I succeeded simply because I found good advice and explanations that made sense. I learned from Dr. Sarah Hallberg, Dr. David Unwin, Dr. Malcolm Kendrick, Dr. Roy Taylor, Dr. Michael Mosely, and Tom Jelinek, Ph.D. I learned about the futility of the ‘eat less, exercise more’ mantra. I learned about how counting calories makes little sense – 100 calories of spinach equals 100 calories of candy. Really? I learned that too much protein is problematic. I learned that dietary fat is healthy and necessary. I learned about ketosis. I learned about the harm of snacking since it keeps insulin high and doesn’t give the body a chance to recover. I learned about how carbohydrates convert to sugar and how excess fructose is especially dangerous since only the liver metabolises it. I learned how hormones drive behaviour and how insulin and cortisol (the stress hormone) impact body fat and blood sugar. I learned about insulin resistance – the real cause of both obesity and diabetes. Insulin resistance is caused by too much insulin, which itself is caused by too much sugar.
Once I knew all of this, and once I knew what to do (put less sugar in the body through diet and get sugar out through intermittent fasting), the solution was simple. Not easy, but not especially difficult. I went from sulking to feeling lucky – lucky that my diagnosis came when it did. If I had been diagnosed five years earlier, I’d probably still be dispirited and pinch-faced with worry, on medication that doesn’t help, following half-hearted, contradictory diet advice, and wondering which leg I’d lose first. Instead, books and online sources with clear guidelines on how to reverse Type II diabetes appeared just before I needed them and offered an alternative to the life sentence.
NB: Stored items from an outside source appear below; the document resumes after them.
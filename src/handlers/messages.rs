use std::sync::Arc;

use axum::extract::State;
use axum::http::HeaderMap;
use axum::Json;
use serde::{Deserialize, Serialize};

use crate::db::queries;
use crate::errors::AppError;
use crate::services::conversation;
use crate::state::AppState;

use super::authorize;

#[derive(Deserialize)]
pub struct IncomingMessage {
    pub conversation_id: Option<String>,
    pub text: String,
}

#[derive(Serialize)]
pub struct TurnResponse {
    pub conversation_id: String,
    pub replies: Vec<String>,
}

pub async fn post_message(
    State(state): State<Arc<AppState>>,
    headers: HeaderMap,
    Json(payload): Json<IncomingMessage>,
) -> Result<Json<TurnResponse>, AppError> {
    authorize(&state, &headers)?;

    let conversation_id = match payload.conversation_id.as_deref().map(str::trim) {
        Some("") => return Err(AppError::BadRequest("conversation_id must not be empty".to_string())),
        Some(id) => id.to_string(),
        None => uuid::Uuid::new_v4().to_string(),
    };

    tracing::info!(conversation = %conversation_id, text = %payload.text, "incoming message");

    let replies = conversation::process_message(&state, &conversation_id, &payload.text).await?;

    {
        let db = state.db.lock().unwrap();
        match queries::expire_old_conversations(&db) {
            Ok(0) => {}
            Ok(n) => tracing::debug!(expired = n, "purged expired conversations"),
            Err(e) => tracing::error!(error = %e, "failed to purge expired conversations"),
        }
    }

    Ok(Json(TurnResponse {
        conversation_id,
        replies,
    }))
}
The pioneering patients who came before me, the chorus of joyful individuals in remission, gave me hope. My love of family gave me the motivation I needed. Now, I’m lucky I can add my voice to the others who succeeded. I hope our clamour soon becomes so loud that every diabetic in the world hears it.
I also hope more government officials and health professionals begin to drive the changes needed. Health professionals see first hand the ravages that Type II diabetes brings. Surely, as scientists, more will question the paradigm as evidence continues to mount. For those who are open-minded, I ask, ‘Why wouldn’t you test it for yourself and see if you can help a patient or two?’ Instead of inspecting deteriorating bodies of patients pinch-faced with worry, wouldn’t it be satisfying to help people like me lose 21kg in less than three months and help them achieve remission? Instead of writing prescriptions that don’t help, wouldn’t it be more fun to save 2.43 billion years of life and ease a world of heartache? Picture your patients and millions of other patients around the world, surrounded by loving families, joyful after normalised blood tests. Imagine them shrugging, modestly, and saying, ‘Every one’s doing it. I am nothing special.’